A statement read on behalf of her loved ones, including her parents Stan and Caroline and other family members, said: “Today’s report has left us with some answers, but also a number of unanswered questions. We have always wanted to ensure that what happened to Dawn will not happen to others, that lessons should be learned and that meaningful changes should be made.

“The report today contains no recommendations. That is a matter of real concern. There should, there must, be reflection and real change. The Chair considered secret evidence from the Government and the UK intelligence services. Today’s report does not set out, publicly, how the risks that led to Dawn’s death will be prevented in the future.

“Adequate risk assessment of Skripal was not done, but no protective steps were put in place. That is a serious concern, for us now, and for the future. The Inquiry has concluded that Dawn was a wholly innocent victim, killed by Novichok, as the direct result of Russia’s cruel and cynical attempt to assassinate Sergei Skripal.
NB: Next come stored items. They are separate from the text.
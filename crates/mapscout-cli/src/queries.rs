use std::path::Path;

use anyhow::Context;

/// One query per line; surrounding whitespace is trimmed and blank lines
/// are skipped.
pub(crate) fn parse_queries(content: &str) -> Vec<String> {
    content
        .lines()
        .map(str::trim)
        .filter(|line| !line.is_empty())
        .map(str::to_owned)
        .collect()
}

/// Resolves the queries to run: the explicit `--search` value, or else the
/// lines of `input`.
pub(crate) fn load_queries(search: Option<&str>, input: &Path) -> anyhow::Result<Vec<String>> {
    if let Some(search) = search.map(str::trim).filter(|s| !s.is_empty()) {
        return Ok(vec![search.to_owned()]);
    }
    let content = std::fs::read_to_string(input).with_context(|| {
        format!(
            "no --search given and query file {} could not be read",
            input.display()
        )
    })?;
    let queries = parse_queries(&content);
    anyhow::ensure!(
        !queries.is_empty(),
        "query file {} contains no queries",
        input.display()
    );
    Ok(queries)
}
use std::io::Write;

use mapscout_core::BusinessCollection;

/// Writes records as JSON lines, one object per business.
pub(crate) struct JsonLinesSink<W: Write> {
    out: W,
    written: usize,
}

impl<W: Write> JsonLinesSink<W> {
    pub(crate) fn new(out: W) -> Self {
        Self { out, written: 0 }
    }

    /// Writes every record and flushes.
    pub(crate) fn write_all(&mut self, businesses: &BusinessCollection) -> anyhow::Result<()> {
        for business in businesses {
            serde_json::to_writer(&mut self.out, business)?;
            self.out.write_all(b"\n")?;
            self.written += 1;
        }
        self.out.flush()?;
        Ok(())
    }

    pub(crate) fn written(&self) -> usize {
        self.written
    }

    #[cfg(test)]
    fn into_inner(self) -> W {
        self.out
    }
}
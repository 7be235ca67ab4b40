use mapscout_core::BusinessCollection;
use thiserror::Error;

/// Failure reported by an automation surface.
///
/// The split decides how far a failure travels: `Operation` errors cost at
/// most one listing, `Session` errors end the run.
#[derive(Debug, Clone, PartialEq, Eq, Error)]
pub enum SurfaceError {
    /// The surface itself is unusable (transport down, session gone).
    #[error("automation session unusable: {0}")]
    Session(String),

    /// A single action failed; the surface is still usable.
    #[error("automation operation failed: {0}")]
    Operation(String),
}

impl SurfaceError {
    #[must_use]
    pub fn is_session(&self) -> bool {
        matches!(self, SurfaceError::Session(_))
    }
}

#[derive(Debug, Error)]
pub enum ScrapeError {
    #[error("listing #{index} could not be opened: {reason}")]
    OpenFailed { index: usize, reason: String },

    #[error("automation session failed: {0}")]
    SessionFailure(#[source] SurfaceError),

    #[error("search page setup failed while trying to {step}: {source}")]
    Setup {
        step: &'static str,
        #[source]
        source: SurfaceError,
    },
}

impl ScrapeError {
    #[must_use]
    pub fn is_session_failure(&self) -> bool {
        matches!(self, ScrapeError::SessionFailure(_))
    }
}

/// Splits a surface failure into "keep going" and "stop the run".
///
/// Returns the error back as `Ok` when it is a per-operation fault the
/// caller may recover from, and as `Err(SessionFailure)` otherwise.
pub(crate) fn recoverable(err: SurfaceError) -> Result<SurfaceError, ScrapeError> {
    if err.is_session() {
        Err(ScrapeError::SessionFailure(err))
    } else {
        Ok(err)
    }
}

/// Terminal run failure that still carries the records gathered before it.
#[derive(Debug, Error)]
#[error("scrape aborted after {} records: {error}", .partial.len())]
pub struct RunAborted {
    #[source]
    pub error: ScrapeError,
    pub partial: BusinessCollection,
}

impl RunAborted {
    #[must_use]
    pub fn empty(error: ScrapeError) -> Self {
        Self {
            error,
            partial: BusinessCollection::new(),
        }
    }
}
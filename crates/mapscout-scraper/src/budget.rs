//! Wall-clock budget for a scrape run.
//!
//! Reads `tokio::time::Instant`, so a paused test runtime controls it.

use std::time::Duration;

use chrono::TimeDelta;
use tokio::time::Instant;

/// Deadline tracker: a start instant plus a maximum duration.
///
/// Queries are pure and may be called any number of times.
#[derive(Debug, Clone, Copy)]
pub struct Budget {
    started_at: Instant,
    max_duration: Duration,
}

impl Budget {
    #[must_use]
    pub fn new(started_at: Instant, max_duration: Duration) -> Self {
        Self {
            started_at,
            max_duration,
        }
    }

    /// Starts a budget at the current instant.
    #[must_use]
    pub fn start(max_duration: Duration) -> Self {
        Self::new(Instant::now(), max_duration)
    }

    #[must_use]
    pub fn max_duration(&self) -> Duration {
        self.max_duration
    }

    #[must_use]
    pub fn elapsed(&self) -> Duration {
        self.started_at.elapsed()
    }

    /// Time left before the deadline; negative once it has passed.
    #[must_use]
    pub fn remaining(&self) -> TimeDelta {
        self.remaining_after(self.elapsed())
    }

    #[must_use]
    pub fn expired(&self) -> bool {
        self.expired_after(self.elapsed())
    }

    #[must_use]
    pub fn remaining_after(&self, elapsed: Duration) -> TimeDelta {
        to_delta(self.max_duration) - to_delta(elapsed)
    }

    /// True once `elapsed` reaches the maximum duration.
    #[must_use]
    pub fn expired_after(&self, elapsed: Duration) -> bool {
        elapsed >= self.max_duration
    }
}

fn to_delta(duration: Duration) -> TimeDelta {
    TimeDelta::from_std(duration).unwrap_or(TimeDelta::MAX)
}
“The Inquiry’s report concludes that there were failures by the UK Government in the management and assessment of the risk that Russia posed to Sergei Skripal. Skripal was described by Putin as a traitor and convicted of treason. Yet there were no sufficient and regular assessments of the risk he faced from Russian retaliation. As we have always believed, that put the British public at risk, and led to Dawn’s death.”

Dawn’s family also criticised Wiltshire Police for initially wrongly characterising her as a drug user and they claimed “the public were wrongly led to believe that she had somehow contributed to her own death.” And they hit out at a lack of public health advice which they believe should have been issued to the public telling them about the risk of Novichok before Dawn died. In the statement, they added: “Our heartfelt aim throughout this long process has always been to do right by our daughter, mother and sister Dawn. Today is the end of this public process. We remain devastated by Dawn’s death. She is missed and always will be.”